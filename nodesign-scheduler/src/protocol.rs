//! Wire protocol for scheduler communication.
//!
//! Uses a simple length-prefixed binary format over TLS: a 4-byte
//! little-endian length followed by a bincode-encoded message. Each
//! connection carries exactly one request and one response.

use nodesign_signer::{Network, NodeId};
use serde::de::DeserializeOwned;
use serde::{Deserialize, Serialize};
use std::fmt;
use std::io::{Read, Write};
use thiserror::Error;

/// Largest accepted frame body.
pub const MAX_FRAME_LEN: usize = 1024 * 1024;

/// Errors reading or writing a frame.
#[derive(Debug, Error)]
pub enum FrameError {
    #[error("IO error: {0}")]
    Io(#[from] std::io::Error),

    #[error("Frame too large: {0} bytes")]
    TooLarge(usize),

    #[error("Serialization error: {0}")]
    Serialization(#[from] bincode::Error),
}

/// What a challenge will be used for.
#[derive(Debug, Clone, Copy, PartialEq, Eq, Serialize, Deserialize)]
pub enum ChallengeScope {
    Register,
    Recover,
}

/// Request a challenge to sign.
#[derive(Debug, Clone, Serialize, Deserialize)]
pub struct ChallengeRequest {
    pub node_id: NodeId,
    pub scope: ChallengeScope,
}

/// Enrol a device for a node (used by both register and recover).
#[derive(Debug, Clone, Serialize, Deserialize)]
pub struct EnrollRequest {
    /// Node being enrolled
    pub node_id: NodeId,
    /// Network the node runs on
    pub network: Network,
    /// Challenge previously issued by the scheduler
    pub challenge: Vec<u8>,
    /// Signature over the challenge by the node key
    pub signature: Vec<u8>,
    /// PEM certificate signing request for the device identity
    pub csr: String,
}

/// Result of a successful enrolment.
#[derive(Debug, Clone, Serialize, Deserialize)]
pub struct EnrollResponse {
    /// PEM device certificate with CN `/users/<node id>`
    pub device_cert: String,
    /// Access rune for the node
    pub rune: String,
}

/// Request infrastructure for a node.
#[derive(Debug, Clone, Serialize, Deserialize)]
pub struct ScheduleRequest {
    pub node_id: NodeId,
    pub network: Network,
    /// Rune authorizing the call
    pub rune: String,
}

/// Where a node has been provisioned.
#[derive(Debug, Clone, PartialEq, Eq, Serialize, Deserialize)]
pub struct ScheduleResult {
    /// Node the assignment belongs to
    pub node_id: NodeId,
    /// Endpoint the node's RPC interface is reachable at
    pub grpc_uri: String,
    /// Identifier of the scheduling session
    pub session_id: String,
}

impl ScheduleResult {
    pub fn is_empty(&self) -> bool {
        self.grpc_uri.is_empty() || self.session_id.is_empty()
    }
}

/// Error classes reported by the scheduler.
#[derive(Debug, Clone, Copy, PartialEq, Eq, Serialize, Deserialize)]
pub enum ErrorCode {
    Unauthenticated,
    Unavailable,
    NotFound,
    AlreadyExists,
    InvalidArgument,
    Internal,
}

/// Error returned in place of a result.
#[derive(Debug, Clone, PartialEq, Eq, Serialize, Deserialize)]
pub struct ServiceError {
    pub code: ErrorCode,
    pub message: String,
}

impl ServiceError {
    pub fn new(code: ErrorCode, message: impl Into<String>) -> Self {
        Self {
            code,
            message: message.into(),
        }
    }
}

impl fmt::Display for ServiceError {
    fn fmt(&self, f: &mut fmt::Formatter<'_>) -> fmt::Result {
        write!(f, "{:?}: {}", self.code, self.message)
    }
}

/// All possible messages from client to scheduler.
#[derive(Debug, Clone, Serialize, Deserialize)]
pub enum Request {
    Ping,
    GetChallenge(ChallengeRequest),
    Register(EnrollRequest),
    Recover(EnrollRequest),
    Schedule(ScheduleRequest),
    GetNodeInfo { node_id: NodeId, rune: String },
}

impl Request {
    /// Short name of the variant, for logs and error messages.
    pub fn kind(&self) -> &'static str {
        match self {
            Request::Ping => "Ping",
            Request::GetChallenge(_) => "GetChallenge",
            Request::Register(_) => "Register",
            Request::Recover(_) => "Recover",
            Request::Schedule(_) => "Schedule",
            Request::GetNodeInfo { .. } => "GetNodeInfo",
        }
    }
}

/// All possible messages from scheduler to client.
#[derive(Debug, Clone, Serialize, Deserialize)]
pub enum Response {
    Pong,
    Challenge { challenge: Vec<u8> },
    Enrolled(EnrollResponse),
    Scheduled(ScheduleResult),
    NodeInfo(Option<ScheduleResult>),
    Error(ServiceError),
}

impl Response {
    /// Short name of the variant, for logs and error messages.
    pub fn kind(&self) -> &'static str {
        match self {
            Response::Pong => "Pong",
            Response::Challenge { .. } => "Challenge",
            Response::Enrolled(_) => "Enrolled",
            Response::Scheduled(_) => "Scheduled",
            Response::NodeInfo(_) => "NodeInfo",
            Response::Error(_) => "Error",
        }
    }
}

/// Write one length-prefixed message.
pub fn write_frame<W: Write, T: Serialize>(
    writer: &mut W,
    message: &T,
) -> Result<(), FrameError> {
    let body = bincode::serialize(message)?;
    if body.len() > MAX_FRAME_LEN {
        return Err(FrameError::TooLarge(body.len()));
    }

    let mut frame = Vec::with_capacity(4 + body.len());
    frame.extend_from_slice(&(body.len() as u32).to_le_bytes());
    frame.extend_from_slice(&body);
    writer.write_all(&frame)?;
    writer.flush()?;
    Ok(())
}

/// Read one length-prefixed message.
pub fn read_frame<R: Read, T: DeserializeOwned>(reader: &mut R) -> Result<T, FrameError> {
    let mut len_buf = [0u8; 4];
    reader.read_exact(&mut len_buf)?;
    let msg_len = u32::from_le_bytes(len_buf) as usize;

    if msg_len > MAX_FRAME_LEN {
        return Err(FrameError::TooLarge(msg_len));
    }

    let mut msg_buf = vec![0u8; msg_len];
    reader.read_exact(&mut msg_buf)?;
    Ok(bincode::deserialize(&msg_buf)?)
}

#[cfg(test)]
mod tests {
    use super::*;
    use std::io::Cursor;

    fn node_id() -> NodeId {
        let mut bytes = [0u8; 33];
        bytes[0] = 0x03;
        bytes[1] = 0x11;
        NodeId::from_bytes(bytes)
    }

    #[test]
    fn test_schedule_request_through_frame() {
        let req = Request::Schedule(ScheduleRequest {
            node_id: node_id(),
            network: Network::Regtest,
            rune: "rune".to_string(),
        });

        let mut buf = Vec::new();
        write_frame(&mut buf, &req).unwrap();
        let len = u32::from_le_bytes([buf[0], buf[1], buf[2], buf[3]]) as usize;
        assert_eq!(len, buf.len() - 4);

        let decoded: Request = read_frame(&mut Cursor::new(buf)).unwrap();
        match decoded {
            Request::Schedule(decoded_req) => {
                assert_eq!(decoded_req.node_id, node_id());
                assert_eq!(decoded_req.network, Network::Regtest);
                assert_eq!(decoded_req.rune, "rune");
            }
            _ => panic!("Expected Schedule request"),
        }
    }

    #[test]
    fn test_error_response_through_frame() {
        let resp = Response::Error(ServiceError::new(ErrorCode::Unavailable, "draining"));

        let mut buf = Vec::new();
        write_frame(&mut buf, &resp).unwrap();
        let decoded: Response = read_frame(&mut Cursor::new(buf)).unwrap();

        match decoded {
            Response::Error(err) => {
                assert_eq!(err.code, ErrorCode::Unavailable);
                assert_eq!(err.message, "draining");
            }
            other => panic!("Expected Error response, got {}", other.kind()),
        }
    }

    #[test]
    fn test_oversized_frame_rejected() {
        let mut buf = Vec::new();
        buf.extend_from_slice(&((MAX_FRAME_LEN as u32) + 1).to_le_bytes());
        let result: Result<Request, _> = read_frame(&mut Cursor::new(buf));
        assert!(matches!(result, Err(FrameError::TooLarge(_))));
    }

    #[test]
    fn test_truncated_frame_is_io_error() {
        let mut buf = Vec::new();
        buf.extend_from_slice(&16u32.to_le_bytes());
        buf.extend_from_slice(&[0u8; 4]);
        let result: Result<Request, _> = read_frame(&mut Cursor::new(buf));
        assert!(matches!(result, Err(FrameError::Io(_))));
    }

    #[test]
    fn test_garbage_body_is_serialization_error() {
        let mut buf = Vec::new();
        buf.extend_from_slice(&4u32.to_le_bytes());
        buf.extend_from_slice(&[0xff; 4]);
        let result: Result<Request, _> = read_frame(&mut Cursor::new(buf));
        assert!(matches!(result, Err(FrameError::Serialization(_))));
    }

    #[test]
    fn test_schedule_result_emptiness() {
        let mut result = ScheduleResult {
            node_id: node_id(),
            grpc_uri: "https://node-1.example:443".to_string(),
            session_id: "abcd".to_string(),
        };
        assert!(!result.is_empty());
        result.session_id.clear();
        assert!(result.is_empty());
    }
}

_About this task:_ Where a line in the listing above holds the string "ScheduleResult", include it in your count, and answer with the number alone.

_Answer to the problem:_ 5